We follow the same steps described above to prepare the AuNR-SVS-1/TXR conjugates. Briefly, SVS-1 peptide (0.1 mg) was dissolved in 150 μL of TBS (pH 7.3) and mixed with 3 μL of 6.98 mM TCEP (TCEP-to-peptide molar ratio ∼0.5), and the mixture was stirred for 15 min at room temperature. In a separate glass vial, 200 μL of ligand-exchanged AuNRs (5.8 nM) was dispersed in 300 μL of phosphate buffer (pH 7.5, 20 mM). A mixture made of 6.5 μL of 7.1 mM NHS ester maleimide solution (in DMSO) and 175 μL of 265 μM NHS-ester Texas-Red (in DMSO) was added. The reaction mixture was stirred for ∼30 min at room temperature followed by removal of excess NHS-ester maleimide and dye by applying one round of dilution/concentration with TBS (pH 7.3) as done above. The purified AuNR-TXR-maleimide dispersion was added to the peptide–TCEP solution, and the volume was adjusted to 400 μL by adding TBS (pH 7.3). The mixture was reacted for another ∼3 h at room temperature. The AuNR-SVS-1/TXR conjugates were purified from byproducts and unbound peptide via size-exclusion chromatography using a PD-10 column. The conjugates were stored at 4 °C until further use.

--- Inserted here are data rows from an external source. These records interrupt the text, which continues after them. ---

//! # Shop-Relay Core
//!
//! Core business logic for the shop_relay webhook intake and job-dispatch
//! service.
//!
//! This crate contains the domain logic for processing e-commerce platform
//! webhooks: validating signatures, normalizing the two transport envelopes
//! into one canonical event, gating out-of-order lifecycle events, building
//! the jobs each event calls for, and dispatching them to named queues
//! without duplicate work.
//!
//! ## Architecture
//!
//! The core follows clean architecture principles:
//! - Business logic depends only on trait abstractions
//!   ([`SignatureVerifier`], [`ExistenceCache`], [`job_runtime::JobQueueClient`],
//!   [`AlertSink`])
//! - Infrastructure implementations are injected at process start
//! - The pipeline holds no shared mutable state of its own; every request
//!   runs independently against the injected collaborators

use serde::{Deserialize, Serialize};
use std::fmt;
use std::str::FromStr;

// ============================================================================
// Domain Identifier Types
// ============================================================================

/// Tenant identifier: the shop's platform domain (e.g. `acme.myshopify.com`)
///
/// Required for every downstream job; must be non-empty.
#[derive(Debug, Clone, PartialEq, Eq, Hash, Serialize, Deserialize)]
pub struct ShopDomain(String);

impl ShopDomain {
    /// Create new shop domain with validation
    pub fn new(value: impl Into<String>) -> Result<Self, ValidationError> {
        let value = value.into();

        if value.trim().is_empty() {
            return Err(ValidationError::Required {
                field: "shop_domain".to_string(),
            });
        }

        Ok(Self(value))
    }

    /// Get string representation
    pub fn as_str(&self) -> &str {
        &self.0
    }
}

impl fmt::Display for ShopDomain {
    fn fmt(&self, f: &mut fmt::Formatter<'_>) -> fmt::Result {
        write!(f, "{}", self.0)
    }
}

impl FromStr for ShopDomain {
    type Err = ValidationError;

    fn from_str(s: &str) -> Result<Self, Self::Err> {
        Self::new(s)
    }
}

/// Event category: what happened to which kind of resource.
///
/// The supported set is closed. The HTTP surface registers one route per
/// topic, and the routing table is verified at startup to cover every
/// variant, so adding a topic is a data change (variant + table row +
/// route), never a scattered conditional.
#[derive(Debug, Clone, Copy, PartialEq, Eq, Hash, Serialize, Deserialize)]
pub enum Topic {
    ProductsCreate,
    ProductsUpdate,
    ProductsDelete,
    CollectionsCreate,
    CollectionsUpdate,
    OrdersCreate,
    AppUninstalled,
    ShopUpdate,
    ThemePublish,
    ThemeUpdate,
}

impl Topic {
    /// Every supported topic, in declaration order
    pub const ALL: [Topic; 10] = [
        Topic::ProductsCreate,
        Topic::ProductsUpdate,
        Topic::ProductsDelete,
        Topic::CollectionsCreate,
        Topic::CollectionsUpdate,
        Topic::OrdersCreate,
        Topic::AppUninstalled,
        Topic::ShopUpdate,
        Topic::ThemePublish,
        Topic::ThemeUpdate,
    ];

    /// Canonical slash-separated topic string as used on the wire
    pub fn as_str(&self) -> &'static str {
        match self {
            Self::ProductsCreate => "products/create",
            Self::ProductsUpdate => "products/update",
            Self::ProductsDelete => "products/delete",
            Self::CollectionsCreate => "collections/create",
            Self::CollectionsUpdate => "collections/update",
            Self::OrdersCreate => "orders/create",
            Self::AppUninstalled => "app/uninstalled",
            Self::ShopUpdate => "shop/update",
            Self::ThemePublish => "theme/publish",
            Self::ThemeUpdate => "theme/update",
        }
    }

    /// The lifecycle action carried by the topic's second path segment
    pub fn action(&self) -> TopicAction {
        match self {
            Self::ProductsCreate | Self::CollectionsCreate | Self::OrdersCreate => {
                TopicAction::Create
            }
            Self::ProductsUpdate | Self::CollectionsUpdate | Self::ShopUpdate
            | Self::ThemeUpdate => TopicAction::Update,
            Self::ProductsDelete => TopicAction::Delete,
            Self::AppUninstalled => TopicAction::Uninstalled,
            Self::ThemePublish => TopicAction::Publish,
        }
    }

    /// Resource kind derived from the topic's first path segment, normalized
    /// to singular form.
    ///
    /// Only kinds subject to lifecycle gating are represented; topics outside
    /// the allow-list return `None` and bypass the gate unconditionally.
    pub fn resource_kind(&self) -> Option<ResourceKind> {
        match self {
            Self::ProductsCreate | Self::ProductsUpdate | Self::ProductsDelete => {
                Some(ResourceKind::Product)
            }
            Self::CollectionsCreate | Self::CollectionsUpdate => Some(ResourceKind::Collection),
            _ => None,
        }
    }
}

impl fmt::Display for Topic {
    fn fmt(&self, f: &mut fmt::Formatter<'_>) -> fmt::Result {
        write!(f, "{}", self.as_str())
    }
}

impl FromStr for Topic {
    type Err = ValidationError;

    fn from_str(s: &str) -> Result<Self, Self::Err> {
        Self::ALL
            .into_iter()
            .find(|topic| topic.as_str() == s)
            .ok_or_else(|| ValidationError::InvalidFormat {
                field: "topic".to_string(),
                message: format!("unsupported topic '{}'", s),
            })
    }
}

/// Lifecycle action named by a topic's second path segment
#[derive(Debug, Clone, Copy, PartialEq, Eq)]
pub enum TopicAction {
    Create,
    Update,
    Delete,
    Publish,
    Uninstalled,
}

/// Resource kinds subject to lifecycle gating
#[derive(Debug, Clone, Copy, PartialEq, Eq, Hash)]
pub enum ResourceKind {
    Product,
    Collection,
}

impl ResourceKind {
    /// Singular form used in lifecycle cache keys
    pub fn as_str(&self) -> &'static str {
        match self {
            Self::Product => "product",
            Self::Collection => "collection",
        }
    }
}

impl fmt::Display for ResourceKind {
    fn fmt(&self, f: &mut fmt::Formatter<'_>) -> fmt::Result {
        write!(f, "{}", self.as_str())
    }
}

// ============================================================================
// Error Types
// ============================================================================

/// Error type for input validation failures
#[derive(Debug, Clone, thiserror::Error)]
pub enum ValidationError {
    #[error("Field '{field}' is required")]
    Required { field: String },

    #[error("Field '{field}' has invalid format: {message}")]
    InvalidFormat { field: String, message: String },
}

// ============================================================================
// Module declarations
// ============================================================================

/// Transport envelopes and the canonical inbound event
pub mod webhook;

/// Webhook authenticity verification
pub mod signature;

/// Alerting sink for authenticity failures
pub mod alerts;

/// Causal-ordering safeguard for resource lifecycle events
pub mod lifecycle;

/// Advisory duplicate-job suppression
pub mod dedup;

/// Topic-to-job routing table and job builders
pub mod routing;

/// The end-to-end dispatch pipeline
pub mod pipeline;

/// In-memory adapters for tests and development
pub mod adapters;

// Re-export key types for convenience
pub use adapters::MemoryExistenceCache;
pub use alerts::{AlertSink, AuthenticityAlert, TracingAlertSink};
pub use dedup::DuplicateSuppressor;
pub use lifecycle::{CacheError, ExistenceCache, GateDecision, LifecycleGate, LifecycleKey};
pub use pipeline::{DispatchSummary, JobOutcome, WebhookPipeline};
pub use routing::{RoutingError, RoutingTable};
pub use signature::{HmacSignatureVerifier, SignatureError, SignatureVerifier, SigningSecret};
pub use webhook::{InboundEvent, Transport, WebhookEnvelope, WebhookError, WebhookHeaders};

#[cfg(test)]
#[path = "lib_tests.rs"]
mod tests;
#[cfg(test)]
mod tests {
    use super::*;
    use crate::destination::HOUSEKEEPING_EXCLUDES;
    use std::io::Cursor;
    use tempfile::TempDir;

    async fn store_with_allocation(id: &str) -> (TempDir, LocalStore, Allocation) {
        let temp = TempDir::new().unwrap();
        fs::create_dir_all(temp.path().join(id)).await.unwrap();
        let store = LocalStore::new(temp.path());
        let allocation = store.resolve_allocation(id).await.unwrap();
        (temp, store, allocation)
    }

    fn reader(data: &'static [u8]) -> ObjectReader {
        Box::new(Cursor::new(data))
    }

    #[tokio::test]
    async fn test_missing_allocation() {
        let temp = TempDir::new().unwrap();
        let store = LocalStore::new(temp.path());
        let err = store.resolve_allocation("absent").await.unwrap_err();
        assert!(matches!(err, StoreError::AllocationNotFound(_)));
    }

    #[tokio::test]
    async fn test_allocation_id_cannot_escape_root() {
        let temp = TempDir::new().unwrap();
        let store = LocalStore::new(temp.path());
        assert!(store.resolve_allocation("../etc").await.is_err());
        assert!(store.resolve_allocation(JOURNAL_DIR).await.is_err());
    }

    #[tokio::test]
    async fn test_upload_and_list() {
        let (_temp, store, alloc) = store_with_allocation("a1").await;

        store
            .upload_stream(&alloc, "/b1/dir/a.txt", reader(b"hello"), 5, "text/plain", UploadOptions::default())
            .await
            .unwrap();

        let files = store.list_all_files(&alloc, HOUSEKEEPING_EXCLUDES).await.unwrap();
        assert_eq!(files.len(), 1);
        assert_eq!(files.get("/b1/dir/a.txt"), Some(&5));
    }

    #[tokio::test]
    async fn test_listing_excludes_housekeeping() {
        let (temp, store, alloc) = store_with_allocation("a1").await;
        let dir = temp.path().join("a1");
        fs::create_dir_all(dir.join("b1/.git")).await.unwrap();
        fs::write(dir.join("b1/.git/HEAD"), b"ref").await.unwrap();
        fs::write(dir.join("b1/.DS_Store"), b"junk").await.unwrap();
        fs::write(dir.join("b1/keep.bin"), b"data").await.unwrap();

        let files = store.list_all_files(&alloc, HOUSEKEEPING_EXCLUDES).await.unwrap();
        assert_eq!(files.len(), 1);
        assert_eq!(files.get("/b1/keep.bin"), Some(&4));
    }

    #[tokio::test]
    async fn test_short_stream_leaves_partial_file() {
        let (_temp, store, alloc) = store_with_allocation("a1").await;

        let err = store
            .upload_stream(&alloc, "/b1/x", reader(b"abc"), 8, "text/plain", UploadOptions::default())
            .await
            .unwrap_err();
        assert!(matches!(err, StoreError::SizeMismatch { expected: 8, actual: 3, .. }));

        let files = store.list_all_files(&alloc, HOUSEKEEPING_EXCLUDES).await.unwrap();
        assert_eq!(files.get("/b1/x"), Some(&3));
    }

    #[tokio::test]
    async fn test_path_traversal_rejected() {
        let (_temp, store, alloc) = store_with_allocation("a1").await;
        let err = store
            .upload_stream(&alloc, "/b1/../../x", reader(b"a"), 1, "text/plain", UploadOptions::default())
            .await
            .unwrap_err();
        assert!(matches!(err, StoreError::InvalidPath { .. }));
    }

    #[tokio::test]
    async fn test_non_normal_paths_rejected() {
        let (_temp, store, alloc) = store_with_allocation("a1").await;

        for path in ["/b1/a//b", "/b1/c/./d", "/b1/dir/"] {
            let err = store
                .upload_stream(&alloc, path, reader(b"a"), 1, "text/plain", UploadOptions::default())
                .await
                .unwrap_err();
            assert!(matches!(err, StoreError::InvalidPath { .. }), "{} accepted", path);
        }

        let files = store.list_all_files(&alloc, HOUSEKEEPING_EXCLUDES).await.unwrap();
        assert!(files.is_empty());
    }

    #[tokio::test]
    async fn test_encrypted_upload_unsupported() {
        let (_temp, store, alloc) = store_with_allocation("a1").await;
        let options = UploadOptions {
            encrypt: true,
            who_pays: None,
        };
        let err = store
            .upload_stream(&alloc, "/b1/x", reader(b"a"), 1, "text/plain", options)
            .await
            .unwrap_err();
        assert!(matches!(err, StoreError::Unsupported { .. }));
        assert!(!store.supports_encryption());
    }

    #[tokio::test]
    async fn test_delete_file() {
        let (_temp, store, alloc) = store_with_allocation("a1").await;
        store
            .upload_stream(&alloc, "/b1/x", reader(b"a"), 1, "text/plain", UploadOptions::default())
            .await
            .unwrap();

        store.delete_file(&alloc, "/b1/x").await.unwrap();
        let err = store.delete_file(&alloc, "/b1/x").await.unwrap_err();
        assert!(err.is_not_found());
    }

    #[tokio::test]
    async fn test_journal_records_upload_and_commit() {
        let (_temp, store, alloc) = store_with_allocation("a1").await;
        let options = UploadOptions {
            encrypt: false,
            who_pays: Some(WhoPays::Owner),
        };
        store
            .upload_stream(&alloc, "/b1/x", reader(b"abc"), 3, "text/plain", options)
            .await
            .unwrap();
        store
            .commit_metadata(&alloc, "/b1/x", CommitOperation::Upload)
            .await
            .unwrap();

        let journal = store.journal(&alloc).await.unwrap();
        assert_eq!(journal.len(), 2);
        assert_eq!(
            journal[0].event,
            JournalEvent::Upload {
                size: 3,
                content_type: "text/plain".to_string(),
                who_pays: Some(WhoPays::Owner),
            }
        );
        assert_eq!(
            journal[1].event,
            JournalEvent::Commit {
                operation: CommitOperation::Upload
            }
        );
    }

    #[tokio::test]
    async fn test_commit_without_file_fails() {
        let (_temp, store, alloc) = store_with_allocation("a1").await;
        let err = store
            .commit_metadata(&alloc, "/b1/missing", CommitOperation::Upload)
            .await
            .unwrap_err();
        assert!(matches!(err, StoreError::CommitFailed { .. }));
    }
}
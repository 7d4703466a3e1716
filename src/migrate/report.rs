//! Per-item outcomes and the run summary

use std::fmt;
use std::time::Duration;

use crate::error::MigrateError;

/// Terminal state of one transfer item
#[derive(Debug)]
pub enum TransferOutcome {
    /// The object is stored at the destination
    Uploaded {
        path: String,
        bytes: u64,
        /// A stale copy was removed first
        replaced_incomplete: bool,
        /// The metadata commit was attempted and failed
        commit_failed: bool,
        /// The source object could not be removed
        source_delete_failed: bool,
    },

    /// The item was abandoned; siblings are unaffected
    Failed { path: String, error: MigrateError },
}

impl TransferOutcome {
    pub fn path(&self) -> &str {
        match self {
            TransferOutcome::Uploaded { path, .. } | TransferOutcome::Failed { path, .. } => path,
        }
    }

    pub fn is_success(&self) -> bool {
        matches!(self, TransferOutcome::Uploaded { .. })
    }
}

/// Aggregated counters for one migration run
#[derive(Debug, Clone, Default, PartialEq, Eq)]
pub struct MigrationReport {
    pub containers_scanned: usize,
    pub objects_listed: u64,
    pub directory_markers: u64,
    pub skipped: u64,
    pub incomplete_retried: u64,
    pub uploaded: u64,
    pub failed: u64,
    pub commit_failures: u64,
    pub source_delete_failures: u64,
    pub bytes_uploaded: u64,
    pub peak_in_flight: usize,
    pub duration: Duration,
}

impl MigrationReport {
    pub fn new() -> Self {
        Self::default()
    }

    /// Fold one worker outcome into the counters
    pub fn record(&mut self, outcome: &TransferOutcome) {
        match outcome {
            TransferOutcome::Uploaded {
                bytes,
                replaced_incomplete,
                commit_failed,
                source_delete_failed,
                ..
            } => {
                self.uploaded += 1;
                self.bytes_uploaded += bytes;
                if *replaced_incomplete {
                    self.incomplete_retried += 1;
                }
                if *commit_failed {
                    self.commit_failures += 1;
                }
                if *source_delete_failed {
                    self.source_delete_failures += 1;
                }
            }
            TransferOutcome::Failed { .. } => self.failed += 1,
        }
    }

    /// Items handed to the dispatcher
    pub fn dispatched(&self) -> u64 {
        self.uploaded + self.failed
    }
}

impl fmt::Display for MigrationReport {
    fn fmt(&self, f: &mut fmt::Formatter<'_>) -> fmt::Result {
        write!(
            f,
            "{} uploaded ({} bytes, {} replaced), {} skipped, {} failed, {} markers ignored in {:.1}s",
            self.uploaded,
            self.bytes_uploaded,
            self.incomplete_retried,
            self.skipped,
            self.failed,
            self.directory_markers,
            self.duration.as_secs_f64()
        )
    }
}
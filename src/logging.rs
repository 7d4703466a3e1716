/*!
 * Logging and tracing initialization
 */

use std::fs::File;
use std::path::Path;
use tracing::Level;
use tracing_subscriber::{
    fmt::{self, format::FmtSpan},
    layer::SubscriberExt,
    util::SubscriberInitExt,
    EnvFilter,
};

use crate::config::MigrationConfig;
use crate::error::{MigrateError, Result};

/// Effective level after applying the verbose switch
pub fn effective_level(config: &MigrationConfig) -> Level {
    if config.verbose {
        Level::DEBUG
    } else {
        config.log_level.to_tracing_level()
    }
}

/// Initialize structured logging based on configuration
pub fn init_logging(config: &MigrationConfig) -> Result<()> {
    let log_level = effective_level(config);

    let env_filter = EnvFilter::try_from_default_env()
        .or_else(|_| EnvFilter::try_new(format!("dstore_migrate={}", log_level)))
        .map_err(|e| MigrateError::Config(format!("Failed to create log filter: {}", e)))?;

    if let Some(ref log_path) = config.log_file {
        init_file_logging(log_path, env_filter)?;
    } else {
        init_stdout_logging(env_filter);
    }

    Ok(())
}

fn init_stdout_logging(env_filter: EnvFilter) {
    let fmt_layer = fmt::layer()
        .with_target(true)
        .with_thread_ids(false)
        .with_file(false)
        .with_line_number(false)
        .with_span_events(FmtSpan::NONE)
        .compact();

    tracing_subscriber::registry()
        .with(env_filter)
        .with(fmt_layer)
        .init();
}

/// JSON lines to a file, one event per line
fn init_file_logging(log_path: &Path, env_filter: EnvFilter) -> Result<()> {
    let file = File::create(log_path)
        .map_err(|e| MigrateError::Config(format!("Failed to create log file: {}", e)))?;

    let fmt_layer = fmt::layer()
        .with_writer(file)
        .with_target(true)
        .with_thread_ids(true)
        .with_file(true)
        .with_line_number(true)
        .with_span_events(FmtSpan::CLOSE)
        .with_ansi(false)
        .json();

    tracing_subscriber::registry()
        .with(env_filter)
        .with(fmt_layer)
        .init();

    Ok(())
}

/// Initialize logging with custom format for testing
#[cfg(test)]
pub fn init_test_logging() {
    use std::sync::Once;
    static INIT: Once = Once::new();

    INIT.call_once(|| {
        let env_filter = EnvFilter::try_from_default_env()
            .unwrap_or_else(|_| EnvFilter::new("dstore_migrate=debug"));

        let fmt_layer = fmt::layer().with_test_writer().with_target(false).compact();

        tracing_subscriber::registry()
            .with(env_filter)
            .with(fmt_layer)
            .try_init()
            .ok();
    });
}

#[cfg(test)]
mod tests {
    use super::*;
    use crate::config::LogLevel;

    #[test]
    fn test_verbose_overrides_log_level() {
        let config = MigrationConfig {
            log_level: LogLevel::Error,
            verbose: true,
            ..Default::default()
        };
        assert_eq!(effective_level(&config), Level::DEBUG);
    }

    #[test]
    fn test_configured_level_used_when_not_verbose() {
        let config = MigrationConfig {
            log_level: LogLevel::Warn,
            ..Default::default()
        };
        assert_eq!(effective_level(&config), Level::WARN);
    }

    #[test]
    fn test_unwritable_log_file_is_config_error() {
        let config = MigrationConfig {
            log_file: Some("/nonexistent-dir/for/sure/migrate.log".into()),
            ..Default::default()
        };
        // Filter creation succeeds; the file cannot be created
        let err = init_logging(&config).unwrap_err();
        assert!(matches!(err, MigrateError::Config(_)));
    }
}
/*!
 * dstore-migrate CLI
 */

use anyhow::Context;
use clap::{Parser, ValueEnum};
use dstore_migrate::{
    config::{LogLevel, MigrationConfig},
    error::{MigrateError, EXIT_FATAL, EXIT_SUCCESS},
    logging,
};
use std::path::PathBuf;

#[derive(Parser)]
#[command(name = "dstore-migrate")]
#[command(version, about = "Stream objects from S3 into a content store allocation", long_about = None)]
struct Cli {
    /// Destination allocation id
    #[arg(short = 'a', long, value_name = "ID")]
    allocation: Option<String>,

    /// Source region (default: AWS provider chain)
    #[arg(long, value_name = "REGION")]
    region: Option<String>,

    /// Bucket to migrate; repeat for several (default: all buckets)
    #[arg(short = 'b', long = "bucket", value_name = "NAME")]
    buckets: Vec<String>,

    /// Only migrate keys starting with this prefix
    #[arg(long, value_name = "PREFIX")]
    prefix: Option<String>,

    /// Maximum simultaneous transfers, 0 for no limit [default: 10]
    #[arg(short = 'c', long, value_name = "N")]
    concurrency: Option<usize>,

    /// Delete each source object once it is migrated
    #[arg(long)]
    delete_source: bool,

    /// Request encrypted uploads
    #[arg(long)]
    encrypt: bool,

    /// Commit a metadata transaction after every upload
    #[arg(long)]
    commit: bool,

    /// Who pays for reads of migrated content: owner or 3rd_party
    #[arg(long, value_name = "PAYER")]
    who_pays: Option<String>,

    /// Root directory of the local content store
    #[arg(long, value_name = "DIR")]
    store_root: Option<PathBuf>,

    /// Custom endpoint for S3-compatible sources
    #[arg(long, value_name = "URL")]
    endpoint: Option<String>,

    /// Use path-style bucket addressing
    #[arg(long)]
    force_path_style: bool,

    /// Load settings from a TOML file; flags override it
    #[arg(long, value_name = "FILE")]
    config: Option<PathBuf>,

    /// Log level
    #[arg(long, value_enum)]
    log_level: Option<LogLevelArg>,

    /// Write JSON logs to this file instead of stdout
    #[arg(long, value_name = "FILE")]
    log_file: Option<PathBuf>,

    /// Enable verbose logging (equivalent to --log-level=debug)
    #[arg(short = 'v', long)]
    verbose: bool,
}

#[derive(Copy, Clone, PartialEq, Eq, PartialOrd, Ord, ValueEnum)]
enum LogLevelArg {
    Error,
    Warn,
    Info,
    Debug,
    Trace,
}

impl From<LogLevelArg> for LogLevel {
    fn from(arg: LogLevelArg) -> Self {
        match arg {
            LogLevelArg::Error => LogLevel::Error,
            LogLevelArg::Warn => LogLevel::Warn,
            LogLevelArg::Info => LogLevel::Info,
            LogLevelArg::Debug => LogLevel::Debug,
            LogLevelArg::Trace => LogLevel::Trace,
        }
    }
}

impl Cli {
    /// Apply command-line flags on top of a base configuration
    fn apply(self, mut config: MigrationConfig) -> MigrationConfig {
        if let Some(allocation) = self.allocation {
            config.allocation = allocation;
        }
        if self.region.is_some() {
            config.region = self.region;
        }
        if !self.buckets.is_empty() {
            config.buckets = self.buckets;
        }
        if let Some(prefix) = self.prefix {
            config.prefix = prefix;
        }
        if let Some(concurrency) = self.concurrency {
            config.concurrency = concurrency;
        }
        if let Some(store_root) = self.store_root {
            config.store_root = store_root;
        }
        if self.endpoint.is_some() {
            config.endpoint = self.endpoint;
        }
        if self.who_pays.is_some() {
            config.who_pays = self.who_pays;
        }
        if let Some(level) = self.log_level {
            config.log_level = level.into();
        }
        if self.log_file.is_some() {
            config.log_file = self.log_file;
        }

        config.delete_source |= self.delete_source;
        config.encrypt |= self.encrypt;
        config.commit |= self.commit;
        config.force_path_style |= self.force_path_style;
        config.verbose |= self.verbose;
        config
    }
}

fn main() {
    let code = match run() {
        Ok(()) => EXIT_SUCCESS,
        Err(e) => {
            eprintln!("Error: {:#}", e);
            exit_code(&e)
        }
    };
    std::process::exit(code);
}

/// Exit status for an error that ended the run
///
/// Anything that is not a `MigrateError` (runtime startup, config file
/// context) is fatal.
fn exit_code(err: &anyhow::Error) -> i32 {
    match err.downcast_ref::<MigrateError>() {
        Some(e) if e.is_fatal() => e.exit_code(),
        _ => EXIT_FATAL,
    }
}

fn run() -> anyhow::Result<()> {
    let mut cli = Cli::parse();

    let base_config = match cli.config.take() {
        Some(path) => MigrationConfig::from_file(&path)
            .with_context(|| format!("loading config file {}", path.display()))?,
        None => MigrationConfig::default(),
    };
    let config = cli.apply(base_config);

    if let Err(e) = logging::init_logging(&config) {
        eprintln!("Warning: Failed to initialize logging: {}", e);
    }

    config.validate()?;

    let runtime = tokio::runtime::Builder::new_multi_thread()
        .enable_all()
        .build()
        .context("starting async runtime")?;

    runtime.block_on(migrate(config))
}

#[cfg(feature = "s3-native")]
async fn migrate(config: MigrationConfig) -> anyhow::Result<()> {
    use dstore_migrate::{LocalStore, Migrator};
    use std::sync::Arc;

    let source = dstore_migrate::S3Source::new(&config).await;
    let store = LocalStore::new(config.store_root.clone());

    let report = Migrator::new(Arc::new(source), Arc::new(store), config)
        .run()
        .await?;

    println!("{}", report);
    Ok(())
}

#[cfg(not(feature = "s3-native"))]
async fn migrate(_config: MigrationConfig) -> anyhow::Result<()> {
    Err(MigrateError::Config(
        "built without the s3-native feature, no source available".to_string(),
    )
    .into())
}

#[cfg(test)]
mod tests {
    use super::*;

    #[test]
    fn test_flags_override_file_values() {
        let cli = Cli::parse_from([
            "dstore-migrate",
            "--allocation",
            "a1",
            "--bucket",
            "photos",
            "--bucket",
            "docs",
            "--concurrency",
            "0",
            "--commit",
        ]);

        let mut base = MigrationConfig::new("from-file");
        base.prefix = "2024/".to_string();
        base.delete_source = true;

        let config = cli.apply(base);
        assert_eq!(config.allocation, "a1");
        assert_eq!(config.buckets, vec!["photos", "docs"]);
        assert_eq!(config.concurrency, 0);
        assert_eq!(config.prefix, "2024/");
        assert!(config.commit);
        assert!(config.delete_source);
    }

    #[test]
    fn test_missing_allocation_is_fatal() {
        let cli = Cli::parse_from(["dstore-migrate", "--bucket", "b1"]);
        let err = cli.apply(MigrationConfig::default()).validate().unwrap_err();
        assert!(matches!(err, MigrateError::Config(_)));
        assert_eq!(err.exit_code(), EXIT_FATAL);
    }

    #[test]
    fn test_exit_code_follows_error_category() {
        let fatal = anyhow::Error::from(MigrateError::Listing {
            container: "b1".to_string(),
            message: "denied".to_string(),
        });
        assert_eq!(exit_code(&fatal), EXIT_FATAL);

        let wrapped = anyhow::Error::from(MigrateError::Config("bad toml".to_string()))
            .context("loading config file app.toml");
        assert_eq!(exit_code(&wrapped), EXIT_FATAL);

        let other = anyhow::anyhow!("runtime unavailable");
        assert_eq!(exit_code(&other), EXIT_FATAL);
    }

    #[test]
    fn test_default_concurrency_kept() {
        let cli = Cli::parse_from(["dstore-migrate", "-a", "a1"]);
        let config = cli.apply(MigrationConfig::default());
        assert_eq!(config.concurrency, dstore_migrate::config::DEFAULT_CONCURRENCY);
    }
}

Cell Culture and Inhibition Experiments

Human cervical carcinoma (HeLa) cells were acquired from the Florida State University cell culture facility. The cell cultures were grown at 37 °C under humidified 5% CO2 atmosphere in complete growth medium (Dulbecco’s modified Eagle medium, DMEM) supplemented with 10% (v/v) fetal bovine serum, l-glutamine, sodium pyruvate, 1% (v/v) antibiotic–antimycotic 100×, and 1% (v/v) nonessential amino acid solution 100×. For incubation experiments, 7 × 104 cells were seeded onto 12 mm round microcover glasses in a 24-well microplate (CellStar, VWR), and then incubated overnight to allow for cell attachment. For uptake studies, the cell cultures were incubated with dispersions of the nanocrystal-TXR or nanocrystal-SVS-1/TXR conjugates, prepared in serum-free DMEM media at the desired concentrations. After incubation, the cells were washed three times with TBS buffer, fixed with 3.7% paraformaldehyde, and then stained with DAPI to visualize the nuclei.

The endocytosis inhibition experiments were carried out using cells, which have been cultured overnight in 24-well microplate as done above. Three sets of inhibition experiments were carried out. (1) The cell cultures were preincubated at 4 °C for 40 min prior to mixing with the AuNP/NR-conjugates.[47] (2) ATP-depletion experiments were carried out by preincubating the cells in glucose and serum-free media containing 10 mM sodium azide and 50 mM 2-deoxy-d-glucose for 30 min prior to exposure to AuNP/NR-conjugates.[56] (3) The cells were preincubated in serum-free media containing 0.45 M sucrose for 1 h; this is expected to selectively prevent uptake promoted by clathrin-mediated endocytosis.[57] The pretreated cells were washed with serum-free media followed by incubation with the conjugates at the required concentrations for 40 min. The cultures were then washed, fixed, and stained with DAPI, as described above.

Fluorescence Imaging Experiments

An Inverted Nikon Eclipse Ti Microscope equipped with a color CoolSNAP HQ2 CCD camera (available at the FSU Department of Chemistry) was utilized to collect the fluorescence images of the various labeled and fixed cell cultures. Excitation of the cultures was provided by a Xe lamp, whereas the fluorescence images were collected using a 60× objective (Nikon) and a set of filter cubes (Chroma Technology, Rockingham, VT). These include a DAPI cube (with 340–380 nm excitation and 435–485 nm emission) to visualize the nuclei and a Texas-Red HYQ cube (with 532–587 nm excitation and 608–683 nm emission) for visualization of the AuNP-SVS-1/TXR and AuNR-SVS-1/TXR conjugates.